27. Le décideur administratif n’est pas autorisé à tenter de mettre ses décisions à l’abri d’un examen en bonne et due forme. Il ne peut arrêter ses décisions en se fondant sur des considérations qui ne sont pas apparentes dans le dossier du tribunal déposé à la Cour. Si un décideur tente de soustraire ses décisions au contrôle en omettant du dossier les renseignements portant sur des aspects essentiels de ces décisions, la Cour n’a alors d’autre choix que d’en ordonner la production ou d’annuler la décision.

[Notes en bas de page omises.]

[111] Dans la présente affaire, GCT affirme que les communications pour lesquelles l’APVF revendique le privilège du secret professionnel de l’avocat constituent l’unique preuve du processus décisionnel qu’elle a suivi. Autrement, le dossier est vide, particulièrement en ce qui a trait à la décision de septembre 2019. Par conséquent, GCT soutient que [traduction] « l’APVF ne peut prétendre avoir eu quelque attente que ce soit en matière de confidentialité concernant les documents qui constituent le fondement même de la décision visée par le contrôle » (paragraphe 32 du mémoire de GCT traitant du privilège du secret professionnel de l’avocat, déposé le 28 décembre 2020). Cela vise autant les communications entre l’APVF et ses avocats en interne que celles avec ses avocats externes.

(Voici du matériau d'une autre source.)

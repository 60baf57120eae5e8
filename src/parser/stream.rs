//! Token stream utilities: clamped lookahead and the token-pattern matcher.
//!
//! The matcher applies a string of single-character classes against
//! consecutive tokens:
//!
//! | char | matches |
//! |------|---------|
//! | `w`  | word |
//! | ` `  | whitespace |
//! | `i`  | indent |
//! | `p`  | punctuation |
//! | `a`  | adornment |
//! | `o`  | other |
//! | `T`  | anything |
//! | `E`  | end of file, whitespace, or indent |
//! | `e`  | enumerator: a one-letter word, a digit run, or `#` |
//! | else | punctuation/adornment equal to the literal run, e.g. `--` |

use super::Parser;
use crate::tokenizer::{Token, TokenKind};

impl Parser<'_> {
    /// Token at `i`, clamped to the trailing `Eof`.
    pub(crate) fn at(&self, i: usize) -> &Token {
        match self.tok.get(i) {
            Some(t) => t,
            None => &self.tok[self.tok.len() - 1],
        }
    }

    pub(crate) fn cur(&self) -> &Token {
        self.at(self.idx)
    }

    pub(crate) fn peek(&self, offset: usize) -> &Token {
        self.at(self.idx + offset)
    }

    /// Token `offset` positions before the cursor, if the stream reaches
    /// back that far.
    pub(crate) fn back(&self, offset: usize) -> Option<&Token> {
        self.idx.checked_sub(offset).map(|i| &self.tok[i])
    }

    /// Column just past the current token's last character.
    pub(crate) fn tok_end(&self) -> usize {
        self.cur().end_col()
    }

    /// Index of the first token of the next line (one past the next
    /// indent), or of the trailing `Eof`.
    pub(crate) fn token_after_newline(&self) -> usize {
        self.token_after_newline_from(self.idx)
    }

    pub(crate) fn token_after_newline_from(&self, start: usize) -> usize {
        let mut i = start;
        loop {
            match self.at(i).kind {
                TokenKind::Eof => break,
                TokenKind::Indent => {
                    i += 1;
                    break;
                }
                _ => i += 1,
            }
        }
        i
    }

    pub(crate) fn match_pattern(&self, start: usize, pattern: &str) -> bool {
        let pat: Vec<char> = pattern.chars().collect();
        let mut i = 0;
        let mut j = start;
        while i < pat.len() {
            let t = self.at(j);
            let matched = match pat[i] {
                'w' => {
                    i += 1;
                    t.kind == TokenKind::Word
                }
                ' ' => {
                    i += 1;
                    t.kind == TokenKind::Whitespace
                }
                'i' => {
                    i += 1;
                    t.kind == TokenKind::Indent
                }
                'p' => {
                    i += 1;
                    t.kind == TokenKind::Punct
                }
                'a' => {
                    i += 1;
                    t.kind == TokenKind::Adornment
                }
                'o' => {
                    i += 1;
                    t.kind == TokenKind::Other
                }
                'T' => {
                    i += 1;
                    true
                }
                'E' => {
                    i += 1;
                    matches!(
                        t.kind,
                        TokenKind::Eof | TokenKind::Whitespace | TokenKind::Indent
                    )
                }
                'e' => {
                    i += 1;
                    is_enumerator(t)
                }
                c => {
                    let mut run = 0;
                    while i < pat.len() && pat[i] == c {
                        run += 1;
                        i += 1;
                    }
                    matches!(t.kind, TokenKind::Punct | TokenKind::Adornment)
                        && t.text.chars().count() == run
                        && t.text.starts_with(c)
                }
            };
            if !matched {
                return false;
            }
            j += 1;
        }
        true
    }
}

fn is_enumerator(t: &Token) -> bool {
    if t.text == "#" {
        return true;
    }
    if t.kind != TokenKind::Word {
        return false;
    }
    let mut chars = t.text.chars();
    match (chars.next(), chars.next()) {
        (Some(c), None) if c.is_ascii_alphabetic() => true,
        _ => !t.text.is_empty() && t.text.chars().all(|c| c.is_ascii_digit()),
    }
}
//! Document tree.
//!
//! The parser produces a homogeneous tree of [`RstNode`]s: every node has a
//! [`NodeKind`], an ordered child list, and two payload fields that only
//! some kinds use (`text` for leaves and smileys, `level` for headings).
//! Keeping the node uniform instead of one struct per element keeps the
//! recursive parser and the resolver pass free of conversion layers, and
//! the serde derives make token streams and finished trees directly
//! dumpable as JSON.

use serde::{Deserialize, Serialize};

#[derive(Debug, Clone, Copy, PartialEq, Eq, Hash, Serialize, Deserialize)]
pub enum NodeKind {
    Paragraph,
    Headline,
    Emphasis,
    StrongEmphasis,
    TripleEmphasis,
    InlineLiteral,
    InterpretedText,
    LiteralBlock,
    CodeBlock,
    BulletList,
    BulletItem,
    EnumList,
    EnumItem,
    DefList,
    DefName,
    DefBody,
    DefItem,
    OptionList,
    OptionGroup,
    OptionListItem,
    Description,
    FieldList,
    Field,
    FieldName,
    FieldBody,
    DirArg,
    Directive,
    Hyperlink,
    StandaloneHyperlink,
    Ref,
    Idx,
    Sub,
    Sup,
    Smiley,
    GeneralRole,
    SubstitutionReferences,
    Transition,
    Overline,
    Table,
    TableRow,
    TableDataCell,
    TableHeaderCell,
    LineBlock,
    LineBlockItem,
    BlockQuote,
    Inner,
    Leaf,
    Image,
    Figure,
    Title,
    Contents,
    Index,
    Container,
    RawHtml,
    RawLatex,
    Raw,
}

#[derive(Debug, Clone, PartialEq, Serialize, Deserialize)]
pub struct RstNode {
    pub kind: NodeKind,
    #[serde(default, skip_serializing_if = "String::is_empty")]
    pub text: String,
    #[serde(default, skip_serializing_if = "is_zero")]
    pub level: usize,
    #[serde(default, skip_serializing_if = "Vec::is_empty")]
    pub children: Vec<RstNode>,
}

fn is_zero(n: &usize) -> bool {
    *n == 0
}

impl RstNode {
    pub fn new(kind: NodeKind) -> Self {
        Self {
            kind,
            text: String::new(),
            level: 0,
            children: Vec::new(),
        }
    }

    pub fn leaf(text: impl Into<String>) -> Self {
        Self {
            kind: NodeKind::Leaf,
            text: text.into(),
            level: 0,
            children: Vec::new(),
        }
    }

    pub fn add(&mut self, child: RstNode) {
        self.children.push(child);
    }

    pub fn len(&self) -> usize {
        self.children.len()
    }

    pub fn is_empty(&self) -> bool {
        self.children.is_empty()
    }

    /// Concatenation of every leaf's text in document order.
    pub fn concat_text(&self) -> String {
        let mut out = String::new();
        self.concat_into(&mut out);
        out
    }

    fn concat_into(&self, out: &mut String) {
        if self.kind == NodeKind::Leaf {
            out.push_str(&self.text);
        } else {
            for child in &self.children {
                child.concat_into(out);
            }
        }
    }

    /// The `DirArg` child of a directive-produced node, if any.
    pub fn directive_arg(&self) -> Option<&RstNode> {
        self.children.iter().find(|c| c.kind == NodeKind::DirArg)
    }

    /// The `FieldList` child of a directive-produced node, if any.
    pub fn field_list(&self) -> Option<&RstNode> {
        self.children.iter().find(|c| c.kind == NodeKind::FieldList)
    }

    /// The body of a directive-produced node: the first child that is
    /// neither the argument nor the option list.
    pub fn directive_body(&self) -> Option<&RstNode> {
        self.children
            .iter()
            .find(|c| c.kind != NodeKind::DirArg && c.kind != NodeKind::FieldList)
    }

    /// Look up a field body by name, matching case-insensitively and
    /// ignoring underscores. `self` may be a `FieldList` or any node
    /// carrying one.
    pub fn field_value(&self, name: &str) -> Option<String> {
        let list = if self.kind == NodeKind::FieldList {
            self
        } else {
            self.field_list()?
        };
        for field in &list.children {
            if field.kind != NodeKind::Field || field.len() < 2 {
                continue;
            }
            if eq_ignore_style(&field.children[0].concat_text(), name) {
                return Some(field.children[1].concat_text());
            }
        }
        None
    }

    /// Indented one-node-per-line rendering, used by the inspection CLI.
    pub fn tree_string(&self) -> String {
        let mut out = String::new();
        self.tree_into(&mut out, 0);
        out
    }

    fn tree_into(&self, out: &mut String, depth: usize) {
        out.push_str(&"  ".repeat(depth));
        out.push_str(&format!("{:?}", self.kind));
        if self.level > 0 {
            out.push_str(&format!(" level={}", self.level));
        }
        if !self.text.is_empty() {
            out.push_str(&format!(" {:?}", self.text));
        }
        out.push('\n');
        for child in &self.children {
            child.tree_into(out, depth + 1);
        }
    }
}

/// String comparison that ignores case and underscores, the rule used for
/// field names and substitution keys.
pub fn eq_ignore_style(a: &str, b: &str) -> bool {
    let mut x = a.chars().filter(|c| *c != '_');
    let mut y = b.chars().filter(|c| *c != '_');
    loop {
        match (x.next(), y.next()) {
            (None, None) => return true,
            (Some(p), Some(q)) => {
                if p.to_ascii_lowercase() != q.to_ascii_lowercase() {
                    return false;
                }
            }
            _ => return false,
        }
    }
}
use serde::{Deserialize, Serialize};

/// Token classes produced by the lexer.
///
/// `Indent` is the only synthetic kind: it stands for a newline plus the
/// indentation of the following line. Runs of identical punctuation become
/// `Adornment`; short runs (three characters or fewer) are reclassified as
/// `Punct`.
#[derive(Debug, Clone, Copy, PartialEq, Eq, Hash, Serialize, Deserialize)]
pub enum TokenKind {
    Eof,
    Indent,
    Whitespace,
    Word,
    Adornment,
    Punct,
    Other,
}

/// A single lexed token.
///
/// `line` and `col` are 0-based; `col` is measured from the base indent so
/// that text embedded in comment prefixes aligns at column 0. `indent` is
/// only meaningful for `Indent` tokens, where it holds the column of the
/// next non-blank line.
#[derive(Debug, Clone, PartialEq, Serialize, Deserialize)]
pub struct Token {
    pub kind: TokenKind,
    pub text: String,
    pub indent: usize,
    pub line: usize,
    pub col: usize,
}

impl Token {
    pub fn new(kind: TokenKind, text: impl Into<String>, line: usize, col: usize) -> Self {
        Self {
            kind,
            text: text.into(),
            indent: 0,
            line,
            col,
        }
    }

    /// Column of the last character of this token.
    pub fn end_col(&self) -> usize {
        self.col + self.text.chars().count().saturating_sub(1)
    }
}

impl std::fmt::Display for Token {
    fn fmt(&self, f: &mut std::fmt::Formatter<'_>) -> std::fmt::Result {
        write!(
            f,
            "Token({:?}, {:?}, {}:{})",
            self.kind, self.text, self.line, self.col
        )
    }
}
//! Property-based invariants over the lexer, the parser, and reference-name
//! normalization.

use std::cell::RefCell;
use std::rc::Rc;

use proptest::prelude::*;
use rstext::{
    parse_source, rstnode_to_refname, tokenize, Diagnostic, MsgHandler, Options, RstNode,
    TokenKind,
};

fn lenient() -> MsgHandler {
    let store: Rc<RefCell<Vec<Diagnostic>>> = Rc::new(RefCell::new(Vec::new()));
    Box::new(move |diag: &Diagnostic| {
        store.borrow_mut().push(diag.clone());
        Ok(())
    })
}

proptest! {
    #[test]
    fn lexing_is_total(text in any::<String>()) {
        let mut tokens = Vec::new();
        tokenize(&text, false, &mut tokens);
        prop_assert_eq!(tokens.last().map(|t| t.kind), Some(TokenKind::Eof));
        let eofs = tokens.iter().filter(|t| t.kind == TokenKind::Eof).count();
        prop_assert_eq!(eofs, 1);
    }

    #[test]
    fn indent_tokens_carry_their_own_spaces(text in any::<String>()) {
        let mut tokens = Vec::new();
        tokenize(&text, false, &mut tokens);
        // index 0 may be a converted leading-whitespace token and keeps its
        // original text; every lexed indent is a newline plus its spaces
        for tok in tokens.iter().skip(1) {
            if tok.kind == TokenKind::Indent {
                let expected = format!("\n{}", " ".repeat(tok.indent));
                prop_assert_eq!(&tok.text, &expected);
            }
        }
    }

    #[test]
    fn refname_output_alphabet(text in any::<String>()) {
        let name = rstnode_to_refname(&RstNode::leaf(text));
        prop_assert!(!name.contains("--"));
        for (i, c) in name.chars().enumerate() {
            let ok = c == '-'
                || c.is_ascii_lowercase()
                || c.is_ascii_digit()
                || (c == 'Z' && i == 0);
            prop_assert!(ok, "bad char {:?} in {:?}", c, name);
        }
    }

    #[test]
    fn refname_idempotent_unless_digit_prefixed(text in any::<String>()) {
        let once = rstnode_to_refname(&RstNode::leaf(text));
        if !once.starts_with('Z') {
            let twice = rstnode_to_refname(&RstNode::leaf(once.clone()));
            prop_assert_eq!(once, twice);
        }
    }

    #[test]
    fn plain_words_survive_parsing(words in proptest::collection::vec("[a-z]{1,8}", 1..6)) {
        let text = words.join(" ");
        let doc = parse_source(&text, Options::default()).unwrap().doc;
        let flat = doc.concat_text();
        for word in &words {
            prop_assert!(flat.contains(word.as_str()), "{:?} lost from {:?}", word, flat);
        }
    }

    #[test]
    fn parsing_terminates_without_panicking(text in "[ -~\n]{0,60}") {
        let result = rstext::parse(&text, "", 0, 0, Options::default(), None, Some(lenient()));
        prop_assert!(result.is_ok());
    }
}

[112] S’appuyant sur la description des documents donnée dans la liste circonstanciée déposée par l’APVF, GCT affirme que l’abondance des communications avec les avocats externes qui ont précédé la décision de septembre 2019 constitue un signe évident que la décision d’annuler la décision antérieure était une stratégie des avocats destinée à soustraire les décisions de l’APVF à un contrôle judiciaire en cas de litige. GCT prétend qu’il s’agit [traduction] « précisément du préjudice relevé dans la décision du juge Phelan au sujet de la décision du 23 septembre. Dans une poursuite en instance contre un organisme public à qui on reproche sa partialité, il ne peut y avoir d’attente de confidentialité par rapport à de telles communications » (paragraphe 40 du mémoire de GCT traitant du privilège du secret professionnel de l’avocat, déposé le 28 décembre 2020).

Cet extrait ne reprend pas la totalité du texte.